DNA methylation-associated silencing of CDO1 is cancer specific, frequent, and correlates with disease progression and outcome. A, DNA methylation and protein expression status of CDO1. CDO1 promoter region from −168 bp to −45 bp relative to the TSS was assayed by MSP in a cohort of 20 normal breast tissues from non–cancer patients and 185 primary breast cancers (BC) of stages 0 (DCIS) to 4 with U and M marking unmethylated and methylated bands, respectively. Representative examples are shown for each cohort and each tumor stage. In vitro methylated DNA (IVD), DKO cells, normal lymphocytes (NL), and H₂O controls were assayed along with samples.
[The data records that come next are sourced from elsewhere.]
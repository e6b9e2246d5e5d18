//! LinkSphere HTTP client
//!
//! [`ApiClient`] wraps every call to the backend with the same header, query
//! and body handling. A response with [`CREDENTIAL_EXPIRED_STATUS`] on a
//! resource endpoint is retried exactly once; the first caller to see it
//! refreshes the session while overlapping callers wait a short backoff
//! (see [`refresh::RefreshCoordinator`]).

pub mod auth;
pub mod error;
pub mod posts;
pub mod refresh;
pub mod request;

pub use error::ClientError;
pub use refresh::{RefreshCoordinator, RetryTicket};
pub use request::{
    CREDENTIAL_EXPIRED_STATUS, EndpointKind, RequestOptions, ResponseBody, ResponseType,
};

use bytes::Bytes;
use futures::future::{BoxFuture, FutureExt};
use linksphere_core::config::AuthConfig;
use linksphere_core::payload::preprocess_body;
use linksphere_core::validation::validators;
use linksphere_core::{KeyValueStore, LinkSphereConfig, SessionContext, SessionStore};
use reqwest::header::{self, HeaderMap, HeaderValue};
use reqwest::{Client, ClientBuilder, Method, Response, StatusCode};
use serde::Serialize;
use serde::de::DeserializeOwned;
use serde_json::{Map, Value};
use std::sync::Arc;
use std::time::Duration;
use tracing::{debug, error, warn};

/// LinkSphere API client
#[derive(Clone)]
pub struct ApiClient {
    client: Client,
    base_url: String,
    context: SessionContext,
    auth: Option<AuthConfig>,
    refresh: RefreshCoordinator,
}

impl ApiClient {
    /// Create a client with an empty in-memory session
    pub fn new(base_url: impl Into<String>) -> Result<Self, ClientError> {
        Self::builder().base_url(base_url).build()
    }

    /// Create a new client builder
    pub fn builder() -> ApiClientBuilder {
        ApiClientBuilder::default()
    }

    /// Build a client from loaded configuration
    pub fn from_config(
        config: &LinkSphereConfig,
        context: SessionContext,
    ) -> Result<Self, ClientError> {
        let mut builder = Self::builder()
            .base_url(&config.api.base_url)
            .user_agent(&config.api.user_agent)
            .refresh_backoff(Duration::from_millis(config.api.refresh_backoff_ms))
            .auth(config.auth.clone())
            .context(context);

        if let Some(secs) = config.api.timeout_secs {
            builder = builder.timeout(Duration::from_secs(secs));
        }

        builder.build()
    }

    pub fn base_url(&self) -> &str {
        &self.base_url
    }

    pub fn session(&self) -> &Arc<SessionStore> {
        &self.context.session
    }

    pub fn storage(&self) -> &Arc<dyn KeyValueStore> {
        &self.context.storage
    }

    pub fn context(&self) -> &SessionContext {
        &self.context
    }

    pub fn auth_config(&self) -> Option<&AuthConfig> {
        self.auth.as_ref()
    }

    pub fn refresh_coordinator(&self) -> &RefreshCoordinator {
        &self.refresh
    }

    pub async fn get<T: DeserializeOwned>(
        &self,
        path: &str,
        options: RequestOptions,
    ) -> Result<T, ClientError> {
        self.call(Method::GET, path, None, options).await
    }

    pub async fn post<B, T>(
        &self,
        path: &str,
        body: &B,
        options: RequestOptions,
    ) -> Result<T, ClientError>
    where
        B: Serialize + ?Sized,
        T: DeserializeOwned,
    {
        let body = self.encode_body(path, body)?;
        self.call(Method::POST, path, Some(body), options).await
    }

    pub async fn put<B, T>(
        &self,
        path: &str,
        body: &B,
        options: RequestOptions,
    ) -> Result<T, ClientError>
    where
        B: Serialize + ?Sized,
        T: DeserializeOwned,
    {
        let body = self.encode_body(path, body)?;
        self.call(Method::PUT, path, Some(body), options).await
    }

    pub async fn patch<B, T>(
        &self,
        path: &str,
        body: &B,
        options: RequestOptions,
    ) -> Result<T, ClientError>
    where
        B: Serialize + ?Sized,
        T: DeserializeOwned,
    {
        let body = self.encode_body(path, body)?;
        self.call(Method::PATCH, path, Some(body), options).await
    }

    pub async fn delete<T: DeserializeOwned>(
        &self,
        path: &str,
        options: RequestOptions,
    ) -> Result<T, ClientError> {
        self.call(Method::DELETE, path, None, options).await
    }

    /// GET a binary resource
    pub async fn download(
        &self,
        path: &str,
        options: RequestOptions,
    ) -> Result<Bytes, ClientError> {
        let options = options.response_type(ResponseType::Blob);
        self.send(Method::GET, path, None, options)
            .await?
            .into_bytes()
            .inspect_err(|err| error!(path, error = %err, "Failed to read download body"))
    }

    /// Perform a request and return the decoded body.
    ///
    /// `body` is normalized before sending. Errors are logged here and
    /// returned unchanged.
    pub async fn send(
        &self,
        method: Method,
        path: &str,
        body: Option<Value>,
        options: RequestOptions,
    ) -> Result<ResponseBody, ClientError> {
        let body = body.map(preprocess_body);
        let result = self.dispatch(&method, path, body.as_ref(), &options).await;

        if let Err(err) = &result {
            error!(%method, path, status = ?err.status(), error = %err, "Request failed");
        }
        result
    }

    async fn call<T: DeserializeOwned>(
        &self,
        method: Method,
        path: &str,
        body: Option<Value>,
        options: RequestOptions,
    ) -> Result<T, ClientError> {
        self.send(method, path, body, options)
            .await?
            .deserialize()
            .inspect_err(|err| error!(path, error = %err, "Unexpected response shape"))
    }

    fn encode_body<B: Serialize + ?Sized>(&self, path: &str, body: &B) -> Result<Value, ClientError> {
        serde_json::to_value(body)
            .map_err(ClientError::from)
            .inspect_err(|err| error!(path, error = %err, "Failed to encode request body"))
    }

    async fn dispatch(
        &self,
        method: &Method,
        path: &str,
        body: Option<&Value>,
        options: &RequestOptions,
    ) -> Result<ResponseBody, ClientError> {
        let kind = EndpointKind::classify(path);
        let url = self.resolve_url(path, options)?;
        let mut attempt: u32 = 0;

        loop {
            debug!(%method, %url, attempt, "Sending request");
            let response = self
                .build_request(method, url.clone(), kind, body, options)?
                .send()
                .await?;

            if response.status().as_u16() == CREDENTIAL_EXPIRED_STATUS
                && kind.retries_expired()
                && attempt == 0
            {
                warn!(path, "Access credential expired, retrying once");
                attempt += 1;
                self.recover_expired().await?;
                continue;
            }

            return decode(response, kind, options.response_type).await;
        }
    }

    /// Single refresh step before the expired-credential retry
    async fn recover_expired(&self) -> Result<(), ClientError> {
        match self.refresh.begin() {
            RetryTicket::Leader(guard) => {
                if self.auth.is_some() {
                    match self.refresh_for_retry().await {
                        Ok(()) => {}
                        Err(ClientError::RefreshUnauthorized) => {
                            self.discard_session();
                            return Err(ClientError::RefreshUnauthorized);
                        }
                        Err(err) => {
                            warn!(error = %err, "Refresh before retry failed, retrying anyway");
                        }
                    }
                }
                drop(guard);
                Ok(())
            }
            RetryTicket::Follower => {
                self.refresh.wait().await;
                Ok(())
            }
        }
    }

    // Boxed because the refresh call goes back through `send`
    fn refresh_for_retry(&self) -> BoxFuture<'_, Result<(), ClientError>> {
        async move { self.refresh_session().await.map(|_| ()) }.boxed()
    }

    fn resolve_url(&self, path: &str, options: &RequestOptions) -> Result<url::Url, ClientError> {
        let raw = if path.starts_with("http://") || path.starts_with("https://") {
            path.to_string()
        } else {
            format!("{}{}", self.base_url, path)
        };

        let mut url = url::Url::parse(&raw)
            .map_err(|e| ClientError::Configuration(format!("invalid request URL '{raw}': {e}")))?;

        let pairs = options.query_pairs();
        if !pairs.is_empty() {
            url.query_pairs_mut().extend_pairs(pairs);
        }
        Ok(url)
    }

    fn build_request(
        &self,
        method: &Method,
        url: url::Url,
        kind: EndpointKind,
        body: Option<&Value>,
        options: &RequestOptions,
    ) -> Result<reqwest::RequestBuilder, ClientError> {
        let mut headers = HeaderMap::new();
        headers.insert(
            header::CONTENT_TYPE,
            HeaderValue::from_static("application/json"),
        );
        if let Some(token) = self.context.session.access_token() {
            headers.insert(
                header::AUTHORIZATION,
                HeaderValue::from_str(&format!("Bearer {token}"))?,
            );
        }
        headers.extend(options.headers.clone());
        if !kind.sends_bearer() {
            headers.remove(header::AUTHORIZATION);
        }

        let mut request = self.client.request(method.clone(), url).headers(headers);

        if let Some(body) = body {
            request = request.body(serde_json::to_vec(body)?);
        }
        if let Some(timeout) = options.timeout {
            request = request.timeout(timeout);
        }

        Ok(request)
    }
}

impl std::fmt::Debug for ApiClient {
    fn fmt(&self, f: &mut std::fmt::Formatter<'_>) -> std::fmt::Result {
        f.debug_struct("ApiClient")
            .field("base_url", &self.base_url)
            .field("session", &self.context.session)
            .field("refresh", &self.refresh)
            .finish_non_exhaustive()
    }
}

fn content_length_is_zero(headers: &HeaderMap) -> bool {
    headers
        .get(header::CONTENT_LENGTH)
        .and_then(|v| v.to_str().ok())
        .is_some_and(|v| v.trim() == "0")
}

/// Turn a final response into a body or one of the error variants
async fn decode(
    response: Response,
    kind: EndpointKind,
    response_type: ResponseType,
) -> Result<ResponseBody, ClientError> {
    let status = response.status();

    if kind == EndpointKind::Refresh && status == StatusCode::UNAUTHORIZED {
        return Err(ClientError::RefreshUnauthorized);
    }
    if status == StatusCode::FORBIDDEN {
        return Err(ClientError::Forbidden);
    }
    if !status.is_success() {
        let bytes = response.bytes().await.unwrap_or_default();
        let body =
            serde_json::from_slice(&bytes).unwrap_or_else(|_| Value::Object(Map::new()));
        return Err(ClientError::http(status, body));
    }

    if status == StatusCode::NO_CONTENT || content_length_is_zero(response.headers()) {
        return Ok(match response_type {
            ResponseType::Blob => ResponseBody::Blob(Bytes::new()),
            _ => ResponseBody::empty(),
        });
    }

    if response_type == ResponseType::Blob {
        return Ok(ResponseBody::Blob(response.bytes().await?));
    }

    let text = response.text().await?;
    if text.is_empty() {
        return Ok(ResponseBody::empty());
    }

    match response_type {
        ResponseType::Text => Ok(ResponseBody::Text(text)),
        _ => match serde_json::from_str(&text) {
            Ok(value) => Ok(ResponseBody::Json(value)),
            Err(_) => Ok(ResponseBody::Text(text)),
        },
    }
}

/// Builder for ApiClient
#[derive(Default)]
pub struct ApiClientBuilder {
    base_url: Option<String>,
    timeout: Option<Duration>,
    user_agent: Option<String>,
    refresh_backoff: Option<Duration>,
    auth: Option<AuthConfig>,
    context: Option<SessionContext>,
}

impl ApiClientBuilder {
    /// Set the base URL
    pub fn base_url(mut self, url: impl Into<String>) -> Self {
        self.base_url = Some(url.into());
        self
    }

    /// Set the request timeout
    pub fn timeout(mut self, timeout: Duration) -> Self {
        self.timeout = Some(timeout);
        self
    }

    /// Set the user agent
    pub fn user_agent(mut self, agent: impl Into<String>) -> Self {
        self.user_agent = Some(agent.into());
        self
    }

    /// Wait applied by requests that find a refresh already in flight
    pub fn refresh_backoff(mut self, backoff: Duration) -> Self {
        self.refresh_backoff = Some(backoff);
        self
    }

    /// Auth backend used for refreshes and the login flow
    pub fn auth(mut self, auth: AuthConfig) -> Self {
        self.auth = Some(auth);
        self
    }

    /// Session and storage shared with the rest of the application
    pub fn context(mut self, context: SessionContext) -> Self {
        self.context = Some(context);
        self
    }

    /// Build the client
    pub fn build(self) -> Result<ApiClient, ClientError> {
        let base_url = self
            .base_url
            .ok_or_else(|| ClientError::Configuration("base_url is required".into()))?;

        validators::validate_http_url(&base_url, "base_url")
            .map_err(|e| ClientError::Configuration(e.to_string()))?;
        if let Some(auth) = &self.auth {
            validators::validate_http_url(&auth.url, "auth.url")
                .map_err(|e| ClientError::Configuration(e.to_string()))?;
        }

        // Ensure base_url ends without a trailing slash
        let base_url = base_url.trim_end_matches('/').to_string();

        let mut client_builder = ClientBuilder::new();

        if let Some(timeout) = self.timeout {
            client_builder = client_builder.timeout(timeout);
        }

        client_builder = client_builder.user_agent(
            self.user_agent
                .unwrap_or_else(|| format!("linksphere/{}", env!("CARGO_PKG_VERSION"))),
        );

        let client = client_builder.build()?;

        Ok(ApiClient {
            client,
            base_url,
            context: self.context.unwrap_or_else(SessionContext::in_memory),
            auth: self.auth,
            refresh: self
                .refresh_backoff
                .map_or_else(RefreshCoordinator::default, RefreshCoordinator::new),
        })
    }
}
Protein expression status of CDO1 was assayed by immunohistochemistry in normal breast and selected primary breast cancers. Note, BC013a, a DCIS sample, displays loss of CDO1 expression in hyperproliferative ductuli (HD) but expression of CDO1 in normal ductuli (ND). B, scatter plot depicting correlation between expression log₂ values (y-axis; analyzed on Agilent 244 K Custom Gene Expression G4502A-07 platform) and DNA methylation β values (x-axis; analyzed on Illumina HumanMethylation 27k platform) of CDO1 in 255 primary breast cancers from TCGA data portal. A Spearman correlation coefficient of ρ = −0.47 and P value of 1.7e-15 were calculated. A P < 0.05 was considered statistically significant. C, DNA methylation frequency (in%) of CDO1 plotted by tumor stage of 185 primary breast cancers. CDO1 methylation status and tumor stage were correlated using Pearson χ² test. ^*, P < 0.05. D, survival curve depicting prognostic value of CDO1 methylation status for outcome prediction in 185 primary breast cancers. HR for prognostic value was calculated using univariate Cox proportional hazards regression model.